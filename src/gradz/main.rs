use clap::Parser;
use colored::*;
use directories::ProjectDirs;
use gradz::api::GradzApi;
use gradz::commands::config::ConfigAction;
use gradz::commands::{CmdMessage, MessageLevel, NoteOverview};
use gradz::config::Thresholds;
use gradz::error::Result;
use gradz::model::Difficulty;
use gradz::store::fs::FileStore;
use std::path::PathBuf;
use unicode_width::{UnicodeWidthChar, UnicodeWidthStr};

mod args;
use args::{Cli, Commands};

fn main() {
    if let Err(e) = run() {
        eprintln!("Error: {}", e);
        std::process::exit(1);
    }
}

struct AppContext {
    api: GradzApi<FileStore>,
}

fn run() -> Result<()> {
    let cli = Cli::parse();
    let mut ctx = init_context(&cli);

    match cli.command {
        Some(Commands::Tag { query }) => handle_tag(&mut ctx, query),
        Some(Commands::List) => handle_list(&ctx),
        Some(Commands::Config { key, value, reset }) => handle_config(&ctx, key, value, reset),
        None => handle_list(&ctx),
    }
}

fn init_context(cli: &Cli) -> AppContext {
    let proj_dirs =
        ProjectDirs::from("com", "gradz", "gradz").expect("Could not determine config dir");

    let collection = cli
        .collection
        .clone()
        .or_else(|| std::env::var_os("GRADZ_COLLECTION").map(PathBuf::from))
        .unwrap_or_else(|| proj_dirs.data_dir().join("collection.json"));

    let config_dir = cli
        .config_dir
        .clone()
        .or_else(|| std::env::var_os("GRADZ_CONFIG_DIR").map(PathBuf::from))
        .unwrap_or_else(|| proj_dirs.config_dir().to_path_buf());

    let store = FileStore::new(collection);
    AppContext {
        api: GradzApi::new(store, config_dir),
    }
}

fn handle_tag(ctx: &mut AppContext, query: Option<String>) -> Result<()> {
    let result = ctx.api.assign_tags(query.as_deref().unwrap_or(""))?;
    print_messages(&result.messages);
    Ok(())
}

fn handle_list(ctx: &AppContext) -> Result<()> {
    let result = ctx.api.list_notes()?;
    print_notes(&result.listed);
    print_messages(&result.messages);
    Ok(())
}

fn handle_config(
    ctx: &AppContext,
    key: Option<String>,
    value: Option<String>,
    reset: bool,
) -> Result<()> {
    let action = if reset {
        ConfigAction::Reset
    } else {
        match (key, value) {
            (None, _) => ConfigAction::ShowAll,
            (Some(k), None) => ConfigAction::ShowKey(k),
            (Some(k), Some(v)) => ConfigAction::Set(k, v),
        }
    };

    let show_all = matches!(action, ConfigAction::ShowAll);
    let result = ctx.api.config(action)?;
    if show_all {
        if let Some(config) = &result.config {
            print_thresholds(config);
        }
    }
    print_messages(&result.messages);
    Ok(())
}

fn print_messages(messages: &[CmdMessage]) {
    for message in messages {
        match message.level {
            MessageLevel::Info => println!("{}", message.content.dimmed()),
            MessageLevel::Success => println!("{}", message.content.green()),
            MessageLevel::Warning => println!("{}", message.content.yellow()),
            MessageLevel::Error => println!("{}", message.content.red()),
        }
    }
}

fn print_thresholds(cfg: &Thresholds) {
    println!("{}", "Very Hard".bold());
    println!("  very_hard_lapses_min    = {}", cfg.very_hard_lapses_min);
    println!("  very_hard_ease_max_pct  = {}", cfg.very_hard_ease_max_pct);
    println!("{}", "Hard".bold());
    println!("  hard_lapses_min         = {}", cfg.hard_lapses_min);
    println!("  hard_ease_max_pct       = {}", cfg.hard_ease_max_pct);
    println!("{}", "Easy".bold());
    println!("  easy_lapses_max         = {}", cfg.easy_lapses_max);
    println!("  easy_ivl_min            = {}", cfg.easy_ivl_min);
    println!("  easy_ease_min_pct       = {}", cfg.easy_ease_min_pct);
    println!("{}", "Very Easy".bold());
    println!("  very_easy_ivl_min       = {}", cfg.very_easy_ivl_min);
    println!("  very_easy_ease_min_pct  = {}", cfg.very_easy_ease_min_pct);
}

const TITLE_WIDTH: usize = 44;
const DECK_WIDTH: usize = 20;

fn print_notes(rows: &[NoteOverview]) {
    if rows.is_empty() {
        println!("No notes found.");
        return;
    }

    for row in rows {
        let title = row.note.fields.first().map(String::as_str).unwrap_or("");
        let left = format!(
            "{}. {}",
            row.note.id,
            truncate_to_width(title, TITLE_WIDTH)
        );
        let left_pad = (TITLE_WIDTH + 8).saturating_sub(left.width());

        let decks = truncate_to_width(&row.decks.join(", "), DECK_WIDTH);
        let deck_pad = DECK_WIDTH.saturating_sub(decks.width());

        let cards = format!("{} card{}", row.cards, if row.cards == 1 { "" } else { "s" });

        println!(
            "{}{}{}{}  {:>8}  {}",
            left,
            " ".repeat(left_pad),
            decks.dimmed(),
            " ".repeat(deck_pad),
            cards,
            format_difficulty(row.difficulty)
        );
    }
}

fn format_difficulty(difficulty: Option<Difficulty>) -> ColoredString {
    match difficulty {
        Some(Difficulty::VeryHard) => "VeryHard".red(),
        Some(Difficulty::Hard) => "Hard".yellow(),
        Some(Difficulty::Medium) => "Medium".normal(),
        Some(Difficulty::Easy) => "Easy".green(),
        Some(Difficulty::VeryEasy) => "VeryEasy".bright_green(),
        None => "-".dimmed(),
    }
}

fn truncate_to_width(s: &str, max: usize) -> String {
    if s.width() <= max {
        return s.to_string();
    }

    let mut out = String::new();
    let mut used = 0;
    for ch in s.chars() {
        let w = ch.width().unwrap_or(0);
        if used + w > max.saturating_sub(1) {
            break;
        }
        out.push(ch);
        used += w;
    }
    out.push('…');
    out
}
┄┄┄┄┄┄┄┄┄┄
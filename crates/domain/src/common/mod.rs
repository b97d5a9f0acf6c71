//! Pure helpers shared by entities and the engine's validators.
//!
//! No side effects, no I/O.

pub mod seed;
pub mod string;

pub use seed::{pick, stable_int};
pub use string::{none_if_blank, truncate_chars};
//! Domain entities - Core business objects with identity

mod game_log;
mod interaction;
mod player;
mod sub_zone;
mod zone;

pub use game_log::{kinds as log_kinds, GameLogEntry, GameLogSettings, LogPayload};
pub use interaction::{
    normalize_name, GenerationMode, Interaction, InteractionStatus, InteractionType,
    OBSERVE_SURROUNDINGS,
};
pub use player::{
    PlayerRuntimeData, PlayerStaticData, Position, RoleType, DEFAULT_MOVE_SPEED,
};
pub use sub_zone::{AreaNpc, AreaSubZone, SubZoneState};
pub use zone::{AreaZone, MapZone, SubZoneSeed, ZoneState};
┄┄┄┄┄┄┄┄┄┄
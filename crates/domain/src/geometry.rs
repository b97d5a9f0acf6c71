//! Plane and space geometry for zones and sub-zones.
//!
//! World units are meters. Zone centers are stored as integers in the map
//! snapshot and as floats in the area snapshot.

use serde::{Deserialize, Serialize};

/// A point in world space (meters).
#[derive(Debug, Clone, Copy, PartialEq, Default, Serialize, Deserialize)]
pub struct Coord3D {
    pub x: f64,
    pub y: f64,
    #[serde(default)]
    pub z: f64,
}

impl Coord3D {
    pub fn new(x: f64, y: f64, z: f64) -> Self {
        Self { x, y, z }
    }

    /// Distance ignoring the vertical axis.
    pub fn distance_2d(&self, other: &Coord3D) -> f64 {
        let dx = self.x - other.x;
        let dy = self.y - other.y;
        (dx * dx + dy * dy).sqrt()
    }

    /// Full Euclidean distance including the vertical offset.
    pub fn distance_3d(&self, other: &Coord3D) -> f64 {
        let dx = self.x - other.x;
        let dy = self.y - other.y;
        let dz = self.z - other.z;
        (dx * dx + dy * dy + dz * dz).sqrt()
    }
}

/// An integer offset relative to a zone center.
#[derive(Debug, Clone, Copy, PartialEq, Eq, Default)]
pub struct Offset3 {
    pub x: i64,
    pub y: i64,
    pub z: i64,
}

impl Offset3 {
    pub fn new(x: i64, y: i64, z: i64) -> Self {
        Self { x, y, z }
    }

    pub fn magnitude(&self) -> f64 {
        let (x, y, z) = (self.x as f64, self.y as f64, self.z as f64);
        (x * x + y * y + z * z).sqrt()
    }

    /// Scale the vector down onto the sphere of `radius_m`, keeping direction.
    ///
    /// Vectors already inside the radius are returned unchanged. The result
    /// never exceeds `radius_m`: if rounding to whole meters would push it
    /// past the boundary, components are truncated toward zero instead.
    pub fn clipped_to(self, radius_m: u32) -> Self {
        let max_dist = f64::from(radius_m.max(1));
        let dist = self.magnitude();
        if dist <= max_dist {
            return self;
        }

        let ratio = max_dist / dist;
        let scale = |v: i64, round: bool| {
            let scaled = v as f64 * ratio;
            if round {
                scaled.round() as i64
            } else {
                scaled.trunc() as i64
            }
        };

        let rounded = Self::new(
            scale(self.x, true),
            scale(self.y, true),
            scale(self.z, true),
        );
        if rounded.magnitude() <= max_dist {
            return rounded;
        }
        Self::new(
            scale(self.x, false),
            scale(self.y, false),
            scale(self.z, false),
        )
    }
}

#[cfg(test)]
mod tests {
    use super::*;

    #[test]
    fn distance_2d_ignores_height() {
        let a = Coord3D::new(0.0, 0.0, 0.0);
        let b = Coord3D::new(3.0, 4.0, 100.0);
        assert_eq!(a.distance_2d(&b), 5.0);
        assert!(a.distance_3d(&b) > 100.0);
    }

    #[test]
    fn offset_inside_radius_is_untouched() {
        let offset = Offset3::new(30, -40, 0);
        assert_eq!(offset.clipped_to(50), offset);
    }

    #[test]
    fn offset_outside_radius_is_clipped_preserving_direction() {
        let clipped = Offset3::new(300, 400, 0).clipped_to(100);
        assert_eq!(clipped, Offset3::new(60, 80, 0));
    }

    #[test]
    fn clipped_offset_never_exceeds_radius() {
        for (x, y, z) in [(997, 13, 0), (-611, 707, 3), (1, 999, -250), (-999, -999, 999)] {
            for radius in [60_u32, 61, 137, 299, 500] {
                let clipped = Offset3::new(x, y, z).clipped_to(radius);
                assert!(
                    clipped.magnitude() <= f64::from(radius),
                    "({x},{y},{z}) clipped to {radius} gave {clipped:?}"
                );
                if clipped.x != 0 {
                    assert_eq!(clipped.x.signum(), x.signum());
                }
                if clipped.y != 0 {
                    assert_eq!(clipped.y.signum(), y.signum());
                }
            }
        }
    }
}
┄┄┄┄┄┄┄┄┄┄
WORK TO BE COMPLETED: Please show every line of the entries above that contains the word "ProjectDirs".

YOUR RESPONSE:
use directories::ProjectDirs;
        ProjectDirs::from("com", "gradz", "gradz").expect("Could not determine config dir");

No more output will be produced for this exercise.